Summary and Future Aspects
Radionuclide treatment for metastatic bone pain palliation is a safe and effective option for patients with multifocal osteoblastic metastases. Symptom benefit is reported in 70–80% of patients with metastatic breast and prostate cancer, although lower response rates are observed in patients with other primary tumors [1, 35]. Approximately 20% of patients become pain free after radionuclide therapy. The majority of patients are able to reduce or withdraw opioid analgesics, but most continue on non-steroidal anti-inflammatory medication. Economic analyses demonstrate that targeted radionuclide therapy is a cost-effective alternative to repeated external-beam irradiation in patients with multifocal skeletal metastases. For beta- as well as for alpha-emitters there are convincing data that, besides the pain palliation effect, even a prolongation of the mean survival is obvious. The therapeutic potential of new radiopharmaceuticals for bone pain palliation is under investigation. The high absorbed dose delivered by alpha-emitting radionuclides, for example, is predicted to achieve a direct antitumor effect in bone. Limited hematological toxicity resulting from the short particle range of both alpha and conversion electron emitters may allow easier integration with other treatments without the penalty of cumulative myelotoxicity.
Several multi-modality bisphosphonate, chemotherapy and radiopharmaceutical regimens have been investigated. The results consistently suggest superior symptom control and prolonged survival using combined treatment rather than either chemotherapy or radiopharmaceuticals alone. Phase II studies combining either 223Ra or 153Sm with docetaxel in CRPC are in progress. In the long term, these radiopharmaceuticals might also offer opportunities for fractionated therapy to achieve both sustained symptom benefit and sustained skeletal disease control.

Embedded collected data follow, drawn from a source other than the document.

//! Service roster domain service.
//!
//! Implements [`ServiceRosterCommand`]: every roster write resolves staff
//! through the [`StaffDirectory`], passes the association check and only then
//! reaches [`ServiceRepository::save`]. Creation never overwrites an existing
//! service. A rejected request leaves storage untouched.

use std::collections::HashMap;
use std::sync::Arc;

use async_trait::async_trait;
use serde_json::json;
use tracing::{debug, warn};

use crate::domain::association::distinct_by_id;
use crate::domain::ports::{
    CreateServiceRequest, ServiceRepository, ServiceRepositoryError, ServiceRosterCommand,
    StaffDirectory, StaffDirectoryError, UpdateServiceRequest,
};
use crate::domain::{
    DomainError, LocationId, RosterViolation, Service, ServiceDraft, ServiceId, ServiceValidationError,
    StaffCandidate, UserId,
};

fn map_repository_error(error: ServiceRepositoryError) -> DomainError {
    match error {
        ServiceRepositoryError::Connection { message } => {
            DomainError::service_unavailable(format!("service repository unavailable: {message}"))
        }
        ServiceRepositoryError::Query { message } => {
            DomainError::internal(format!("service repository error: {message}"))
        }
    }
}

fn map_directory_error(error: StaffDirectoryError) -> DomainError {
    match error {
        StaffDirectoryError::Connection { message } => {
            DomainError::service_unavailable(format!("staff directory unavailable: {message}"))
        }
        StaffDirectoryError::Query { message } => {
            DomainError::internal(format!("staff directory error: {message}"))
        }
    }
}

fn roster_violation_error(service_id: ServiceId, violation: &RosterViolation) -> DomainError {
    warn!(
        service_id = %service_id,
        missing_location = violation.missing_location().len(),
        location_mismatch = violation.location_mismatch().len(),
        "roster rejected by location check"
    );
    DomainError::invalid_request(violation.to_string()).with_details(json!({
        "missingLocation": violation.missing_location(),
        "locationMismatch": violation.location_mismatch(),
    }))
}

fn map_validation_error(service_id: ServiceId, error: ServiceValidationError) -> DomainError {
    match error {
        ServiceValidationError::Roster(violation) => roster_violation_error(service_id, &violation),
        other => DomainError::invalid_request(format!("invalid service: {other}")),
    }
}

/// Service roster service implementing the command driving port.
#[derive(Clone)]
pub struct ServiceRosterService<D, R> {
    staff_directory: Arc<D>,
    service_repo: Arc<R>,
}

impl<D, R> ServiceRosterService<D, R> {
    /// Create a new service with the staff directory and service repository.
    pub const fn new(staff_directory: Arc<D>, service_repo: Arc<R>) -> Self {
        Self {
            staff_directory,
            service_repo,
        }
    }
}

impl<D, R> ServiceRosterService<D, R>
where
    D: StaffDirectory,
    R: ServiceRepository,
{
    /// Resolve `ids` into candidates in request order, rejecting unknown ids.
    async fn resolve_staff(&self, ids: &[UserId]) -> Result<Vec<StaffCandidate>, DomainError> {
        let mut requested: Vec<UserId> = Vec::with_capacity(ids.len());
        for id in ids {
            if !requested.contains(id) {
                requested.push(*id);
            }
        }
        if requested.is_empty() {
            return Ok(Vec::new());
        }

        let found = self
            .staff_directory
            .find_candidates(&requested)
            .await
            .map_err(map_directory_error)?;
        let mut by_id: HashMap<UserId, StaffCandidate> = distinct_by_id(&found)
            .into_iter()
            .map(|candidate| (candidate.id, candidate.clone()))
            .collect();

        let mut candidates = Vec::with_capacity(requested.len());
        let mut unknown = Vec::new();
        for id in requested {
            match by_id.remove(&id) {
                Some(candidate) => candidates.push(candidate),
                None => unknown.push(id),
            }
        }

        if unknown.is_empty() {
            Ok(candidates)
        } else {
            let listed = unknown
                .iter()
                .map(ToString::to_string)
                .collect::<Vec<_>>()
                .join(", ");
            Err(
                DomainError::invalid_request(format!("unknown staff users: {listed}"))
                    .with_details(json!({ "unknownStaffIds": unknown })),
            )
        }
    }

    async fn find_existing(&self, id: ServiceId) -> Result<Service, DomainError> {
        self.service_repo
            .find_by_id(&id)
            .await
            .map_err(map_repository_error)?
            .ok_or_else(|| DomainError::not_found(format!("service {id} not found")))
    }

    async fn ensure_absent(&self, id: ServiceId) -> Result<(), DomainError> {
        let existing = self
            .service_repo
            .find_by_id(&id)
            .await
            .map_err(map_repository_error)?;
        match existing {
            Some(_) => {
                warn!(service_id = %id, "create rejected for an existing service");
                Err(DomainError::invalid_request(format!("service {id} already exists"))
                    .with_details(json!({ "serviceId": id })))
            }
            None => Ok(()),
        }
    }

    async fn persist(&self, service: &Service) -> Result<(), DomainError> {
        self.service_repo
            .save(service)
            .await
            .map_err(map_repository_error)
    }
}

#[async_trait]
impl<D, R> ServiceRosterCommand for ServiceRosterService<D, R>
where
    D: StaffDirectory,
    R: ServiceRepository,
{
    async fn create_service(&self, request: CreateServiceRequest) -> Result<Service, DomainError> {
        self.ensure_absent(request.id).await?;
        let candidates = self.resolve_staff(&request.staff_ids).await?;
        let draft = ServiceDraft {
            id: request.id,
            name: request.name,
            location_id: request.location_id,
        };
        let service = Service::staffed(draft, &candidates)
            .map_err(|err| map_validation_error(request.id, err))?;

        self.persist(&service).await?;
        debug!(
            service_id = %service.id(),
            location_id = %service.location_id(),
            staff = service.staff_ids().len(),
            "service created"
        );
        Ok(service)
    }

    async fn update_service(&self, request: UpdateServiceRequest) -> Result<Service, DomainError> {
        let existing = self.find_existing(request.id).await?;

        let mut updated = match request.name.as_deref() {
            Some(name) => existing
                .renamed(name)
                .map_err(|err| map_validation_error(request.id, err))?,
            None => existing.clone(),
        };

        if request.touches_roster() {
            let current_location = existing.location_id();
            let location: LocationId = request.location_id.unwrap_or(current_location);
            let staff_ids: Vec<UserId> = request
                .staff_ids
                .clone()
                .unwrap_or_else(|| existing.staff_ids().iter().copied().collect());
            let candidates = self.resolve_staff(&staff_ids).await?;
            updated = updated
                .reassign(location, &candidates)
                .map_err(|violation| roster_violation_error(request.id, &violation))?;
        }

        if updated == existing {
            debug!(service_id = %request.id, "service update changed nothing");
            return Ok(existing);
        }

        self.persist(&updated).await?;
        debug!(
            service_id = %updated.id(),
            location_id = %updated.location_id(),
            staff = updated.staff_ids().len(),
            "service updated"
        );
        Ok(updated)
    }
}

#[cfg(test)]
#[path = "service_roster_service_tests.rs"]
mod tests;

A totally different approach is the use of radiolabeled monoclonal antibodies as presented recently for diagnostic imaging of prostate cancer metastases: (S)-2-(3-((S)-1-carboxy-5-((4-123I-iodobenzyl)amino)pentyl)ureido)pentanedioic acid (123I-MIP-1072). This small-molecule glutamate urea heterodimer inhibits the N-acetylated α-linked acidic dipeptidase enzymatic activity of the prostate-specific membrane antigen (PSMA). In patients, a high specificity of this tracer for prostate cancer tumor cells was observed. A trial is in progress treating patients with metastases from prostate cancer using 131I-MIP-1072 [53].
Disclosure Statement
M.F. is advisor to CISbio Germany, member of the IBA group. There is no conflict of interest for W.U.K.